Independent gating of single pores in CLC-0 chloride channels

The Cl- channel from the Torpedo electric organ, CLC-0, is the prototype of a large gene family of Cl- channels. At the single-channel level, CLC-0 shows a ''double-barreled'' behavior. Recently it was shown that CLC-0 is a dimer, and if was suggested that each subunit forms a single pore. The two protopores are gated individually by a fast voltage and anion-dependent gating mechanism. A stower common gating mechanism operates on both pores simultaneously. Previously, wild-type/mutant heteromeric channels had been constructed that display a large wild-type pore and small mutant pore. Here we use patch-clamp recording of single wild-type and mutant CLC-0 channels to investigate in detail the dependence of the gating of one protopore on the physically attached neighboring pore.
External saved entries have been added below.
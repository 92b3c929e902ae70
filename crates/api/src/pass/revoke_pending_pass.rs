use crate::shared::usecase::UseCase;
use passgate_domain::{Pass, ID};
use passgate_infra::PassgateContext;
use tracing::{error, info};

/// Removes the member's pass for the event while it has not been sent yet
#[derive(Debug)]
pub struct RevokePendingPassUseCase {
    pub event_id: ID,
    pub user_id: i64,
}

#[derive(Debug, PartialEq)]
pub enum UseCaseError {
    StorageError,
}

#[async_trait::async_trait]
impl UseCase for RevokePendingPassUseCase {
    type Response = Option<Pass>;

    type Error = UseCaseError;

    const NAME: &'static str = "RevokePendingPass";

    async fn execute(&mut self, ctx: &PassgateContext) -> Result<Self::Response, Self::Error> {
        let revoked = ctx
            .repos
            .passes
            .delete_pending(&self.event_id, self.user_id)
            .await
            .map_err(|e| {
                error!("Unable to revoke pass: {:?}", e);
                UseCaseError::StorageError
            })?;
        if let Some(pass) = &revoked {
            info!("Revoked pending pass {}", pass.id);
        }
        Ok(revoked)
    }
}
mod inmemory;
mod postgres;

pub use inmemory::InMemoryNotificationRepo;
use passgate_domain::{NotificationRecord, ReminderKind, ID};
pub use postgres::PostgresNotificationRepo;

/// Append only ledger of reminders that were delivered
#[async_trait::async_trait]
pub trait INotificationRepo: Send + Sync {
    async fn exists(&self, event_id: &ID, user_id: i64, kind: ReminderKind) -> anyhow::Result<bool>;
    /// Returns false when a record for the tuple already existed
    async fn insert(&self, record: &NotificationRecord) -> anyhow::Result<bool>;
    /// Members already reminded about `event_id` with `kind`
    async fn find_notified_members(
        &self,
        event_id: &ID,
        kind: ReminderKind,
    ) -> anyhow::Result<Vec<i64>>;
}

#[cfg(test)]
mod tests {
    use super::*;
    use chrono::Utc;

    #[tokio::test]
    async fn records_are_unique_per_tuple() {
        let repo = InMemoryNotificationRepo::new();
        let event_id = ID::new();
        let record = NotificationRecord {
            event_id,
            user_id: 1,
            kind: ReminderKind::DayBefore,
            created_at: Utc::now(),
        };

        assert!(repo.insert(&record).await.unwrap());
        assert!(!repo.insert(&record).await.unwrap());
        assert!(repo.exists(&event_id, 1, ReminderKind::DayBefore).await.unwrap());
        assert!(!repo.exists(&event_id, 1, ReminderKind::HourBefore).await.unwrap());
        assert_eq!(
            repo.find_notified_members(&event_id, ReminderKind::DayBefore)
                .await
                .unwrap(),
            vec![1]
        );
    }
}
No difference in rate constants of opening and closing of protopores could be found comparing homomeric wild-type and heteromeric wild-type/mutant channels. In addition, detailed kinetic analysis reveals that gating of single subunits is not correlated with the gating of the neighboring subunit. The results are consistent with the view that permeation and fast gating of individual pores are fully independent of the neighboring pore. Because the two subunits are associated in a common protein complex, opening and closing transitions of individual pores are probably due to only small conformational changes in each pore. In addition to the fast and slow gating mechanisms known previously for CLC-0, in the course of this study we occasionally observed an additional gating process that led to relatively long closures of single pores.